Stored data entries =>
++++++

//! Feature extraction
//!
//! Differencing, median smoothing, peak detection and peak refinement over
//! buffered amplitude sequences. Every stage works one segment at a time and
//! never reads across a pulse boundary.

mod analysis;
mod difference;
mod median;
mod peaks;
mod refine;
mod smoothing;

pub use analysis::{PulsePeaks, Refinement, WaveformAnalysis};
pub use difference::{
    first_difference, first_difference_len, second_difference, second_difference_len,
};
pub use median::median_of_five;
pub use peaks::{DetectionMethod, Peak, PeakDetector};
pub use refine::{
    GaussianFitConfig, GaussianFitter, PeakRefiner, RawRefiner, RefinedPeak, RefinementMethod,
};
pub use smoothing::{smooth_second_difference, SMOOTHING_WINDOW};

++++++

Write out every line in the data that holds the string "smoothing".

Solution to this exercise =>
//! Differencing, median smoothing, peak detection and peak refinement over
mod smoothing;
pub use smoothing::{smooth_second_difference, SMOOTHING_WINDOW};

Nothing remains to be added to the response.